It was also helpful for me to understand the nature of Japanese food a bit more. Sushi and sashimi are not day-to-day dishes in the Japanese diet; in fact, they are only reserved for festive occasions. Furthermore, they are not to be consumed in large quantities, as they are delicacies. When they are merely churned out on the assembly line, it is a cheapening of their inherent value. In other words, the whole idea of all-you-can-eat sushi goes against the existence of sushi in the first place; it is contrary to its original purpose of being.

I cannot help but think that this is quite insulting to the farmers. One can argue that this is of little importance now, as small farms are being eaten away by large-scale, commercial agricultural methods. This may be inevitable, but at the beginning it was not so. My grandmother—who grew up in rural China—often reminded me when I was a young child, “We owe it to our ‘big brother’ farmers for the rice in our bowls. Do not waste even one grain.” In the Chinese country-side, food is grown and prepared neither for profit nor for a large scale of personal consumption; these are not its primary purposes.
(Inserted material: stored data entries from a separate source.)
//! Iteration drivers built on [`next_generation`].
//!
//! The generation sequence `G0, G1, G2, ...` is modelled by the lazy
//! [`Generations`] iterator; nothing beyond the current grid is ever
//! held. Three queries sit on top of it:
//!
//! - [`advance_one`] -- exactly one transition.
//! - [`advance_by`] -- exactly `steps` transitions (`0` is the identity).
//! - [`advance_until_stable`] -- transitions until `G(i+1) == G(i)`.
//!
//! # Stability
//!
//! "Stable" means a period-1 fixed point: the grid produced is cell-wise
//! equal to the grid that produced it. Oscillators of higher period (a
//! blinker, for instance) never satisfy this and always exhaust the
//! iteration budget. Cycle detection is not attempted.

use core::num::NonZeroUsize;

use conway_types::Grid;

use crate::error::EngineError;
use crate::transition::next_generation;

/// Client-facing name of the step count argument.
const STEPS: &str = "steps";

/// Client-facing name of the iteration budget argument.
const MAX_ITERATIONS: &str = "maxIterations";

/// Lazy sequence of successive generations.
///
/// Yields `G1, G2, ...` for a starting grid `G0`. The iterator never
/// ends; bound it with [`Iterator::take`] or similar.
#[derive(Debug, Clone)]
pub struct Generations {
    current: Grid,
}

impl Generations {
    /// Start the sequence at `seed` (which is not itself yielded).
    pub const fn new(seed: Grid) -> Self {
        Self { current: seed }
    }

    /// The most recently produced generation (the seed before the first call).
    pub const fn current(&self) -> &Grid {
        &self.current
    }

    /// Step once in place and borrow the new generation.
    ///
    /// Unlike [`Iterator::next`] this hands out no owned copy, so a caller
    /// that only needs the last generation pays one grid per step.
    pub fn advance(&mut self) -> &Grid {
        self.current = next_generation(&self.current);
        &self.current
    }

    /// Consume the sequence, keeping the most recent generation.
    pub fn into_current(self) -> Grid {
        self.current
    }
}

impl Iterator for Generations {
    type Item = Grid;

    fn next(&mut self) -> Option<Grid> {
        Some(self.advance().clone())
    }
}

/// A fixed point and the number of transitions it took to confirm it.
#[derive(Debug, Clone, PartialEq, Eq)]
pub struct Stabilized {
    /// The fixed-point grid.
    pub grid: Grid,
    /// Transitions applied, including the one that confirmed stability.
    pub iterations: usize,
}

/// Validate a step count.
///
/// # Errors
///
/// Returns [`EngineError::Range`] if `steps` is negative.
pub fn step_count(steps: i64) -> Result<usize, EngineError> {
    usize::try_from(steps).ok().ok_or(EngineError::Range {
        parameter: STEPS,
        requirement: "non-negative",
        value: steps,
    })
}

/// Validate an iteration budget.
///
/// # Errors
///
/// Returns [`EngineError::Range`] if `max_iterations` is zero or negative.
pub fn iteration_budget(max_iterations: i64) -> Result<NonZeroUsize, EngineError> {
    usize::try_from(max_iterations)
        .ok()
        .and_then(NonZeroUsize::new)
        .ok_or(EngineError::Range {
            parameter: MAX_ITERATIONS,
            requirement: "positive",
            value: max_iterations,
        })
}

/// Apply exactly one transition.
pub fn advance_one(grid: &Grid) -> Grid {
    next_generation(grid)
}

/// Apply exactly `steps` transitions in sequence.
///
/// `steps == 0` returns a copy of the input.
///
/// # Errors
///
/// Returns [`EngineError::Range`] for a negative `steps`, before any
/// transition is computed.
pub fn advance_by(grid: &Grid, steps: i64) -> Result<Grid, EngineError> {
    let steps = step_count(steps)?;
    let mut generations = Generations::new(grid.clone());
    for _ in 0..steps {
        generations.advance();
    }
    Ok(generations.into_current())
}

/// Apply transitions until one leaves the grid unchanged.
///
/// After each transition the new grid is compared with the grid that
/// produced it; on equality that grid is returned together with the
/// number of transitions applied. A still life therefore returns after
/// exactly one iteration.
///
/// # Errors
///
/// Returns [`EngineError::Range`] if `max_iterations <= 0`, before any
/// transition is computed, and [`EngineError::NotConverged`] if the
/// budget is spent without reaching a fixed point.
pub fn advance_until_stable(grid: &Grid, max_iterations: i64) -> Result<Stabilized, EngineError> {
    let budget = iteration_budget(max_iterations)?;
    let mut previous = grid.clone();

    for iteration in 1..=budget.get() {
        let next = next_generation(&previous);
        if next == previous {
            return Ok(Stabilized {
                grid: next,
                iterations: iteration,
            });
        }
        previous = next;
    }

    Err(EngineError::NotConverged {
        max_iterations: budget.get(),
    })
}

#[cfg(test)]
#[allow(clippy::unwrap_used)]
mod tests {
    use super::*;

    fn grid(picture: &[&str]) -> Grid {
        Grid::from_rows(
            picture
                .iter()
                .map(|line| line.chars().map(|c| c == '#').collect())
                .collect(),
        )
        .unwrap()
    }

    fn blinker() -> Grid {
        grid(&[".....", ".....", ".###.", ".....", "....."])
    }

    fn block() -> Grid {
        grid(&["....", ".##.", ".##.", "...."])
    }

    fn glider() -> Grid {
        grid(&[
            ".#......",
            "..#.....",
            "###.....",
            "........",
            "........",
            "........",
            "........",
            "........",
        ])
    }

    #[test]
    fn generations_are_lazy_and_ordered() {
        let vertical = next_generation(&blinker());
        let seen: Vec<Grid> = Generations::new(blinker()).take(3).collect();
        assert_eq!(seen, vec![vertical.clone(), blinker(), vertical]);
    }

    #[test]
    fn advance_in_place_matches_iterator() {
        let mut stepped = Generations::new(glider());
        let iterated: Vec<Grid> = Generations::new(glider()).take(4).collect();
        for expected in &iterated {
            assert_eq!(stepped.advance(), expected);
        }
        assert_eq!(stepped.into_current(), advance_by(&glider(), 4).unwrap());
    }

    #[test]
    fn advance_one_matches_transition() {
        assert_eq!(advance_one(&glider()), next_generation(&glider()));
    }

    #[test]
    fn zero_steps_is_identity() {
        assert_eq!(advance_by(&glider(), 0).unwrap(), glider());
    }

    #[test]
    fn steps_apply_in_sequence() {
        let by_hand = next_generation(&next_generation(&next_generation(&glider())));
        assert_eq!(advance_by(&glider(), 3).unwrap(), by_hand);
    }

    #[test]
    fn advance_by_composes() {
        let start = glider();
        for m in 0..5 {
            for n in 0..5 {
                let whole = advance_by(&start, m + n).unwrap();
                let split = advance_by(&advance_by(&start, m).unwrap(), n).unwrap();
                assert_eq!(whole, split, "m={m} n={n}");
            }
        }
    }

    #[test]
    fn negative_steps_are_rejected() {
        let err = advance_by(&glider(), -1).unwrap_err();
        assert_eq!(
            err,
            EngineError::Range {
                parameter: "steps",
                requirement: "non-negative",
                value: -1
            }
        );
        assert_eq!(err.to_string(), "steps must be non-negative, got -1");
    }

    #[test]
    fn non_positive_budget_is_rejected() {
        for bad in [0, -1, i64::MIN] {
            assert!(matches!(
                advance_until_stable(&block(), bad),
                Err(EngineError::Range {
                    parameter: "maxIterations",
                    ..
                })
            ));
        }
    }

    #[test]
    fn still_life_is_stable_after_one_iteration() {
        for budget in [1, 2, 50] {
            let result = advance_until_stable(&block(), budget).unwrap();
            assert_eq!(result.grid, block());
            assert_eq!(result.iterations, 1);
        }
    }

    #[test]
    fn dying_pattern_stabilizes_on_empty_grid() {
        let lonely = grid(&["...", ".#.", "..."]);
        let result = advance_until_stable(&lonely, 10).unwrap();
        assert_eq!(result.grid, Grid::dead(3, 3).unwrap());
        assert_eq!(result.iterations, 2);
    }

    #[test]
    fn budget_counts_transitions() {
        let lonely = grid(&["...", ".#.", "..."]);
        assert_eq!(
            advance_until_stable(&lonely, 1).unwrap_err(),
            EngineError::NotConverged { max_iterations: 1 }
        );
    }

    #[test]
    fn blinker_never_converges() {
        for budget in [1, 2, 3, 10, 101] {
            let err = advance_until_stable(&blinker(), budget).unwrap_err();
            assert_eq!(
                err,
                EngineError::NotConverged {
                    max_iterations: usize::try_from(budget).unwrap()
                }
            );
        }
    }

    #[test]
    fn empty_grid_is_its_own_fixed_point() {
        let empty = Grid::from_rows(Vec::new()).unwrap();
        let result = advance_until_stable(&empty, 1).unwrap();
        assert_eq!(result.grid, empty);
        assert_eq!(result.iterations, 1);
    }
}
More importantly, however, it is a big slap in the face for the Creator God. We are rendering the food meaningless when we over-indulge. We are essentially saying, “God, I don't want the meaning that you have inscribed in your creation. I just want my meaning, one that makes me satisfied.” The Lord wants us to be in dominion with the rest of creation, but not to lord over it as if we are God himself. When viewed in this light, perhaps it makes more sense why the Church lists “gluttony” as one of the seven cardinal sins.

One could criticize that I am over-thinking. Yet I believe that the food I enjoy is created both by God and by human beings for a purpose. Similarly, I believe that I am created to eat with a deeper intentionality.

1 comment:

  1. Over-indulgence in anything is in some sense an offense to God and creation, which is perhaps why "Temparance" is 1 of the 4 cardinal virtues. Although food is arguably the most common temptation, we must beware of this in all aspects of our lives as well.

    Great post Br. Edmund!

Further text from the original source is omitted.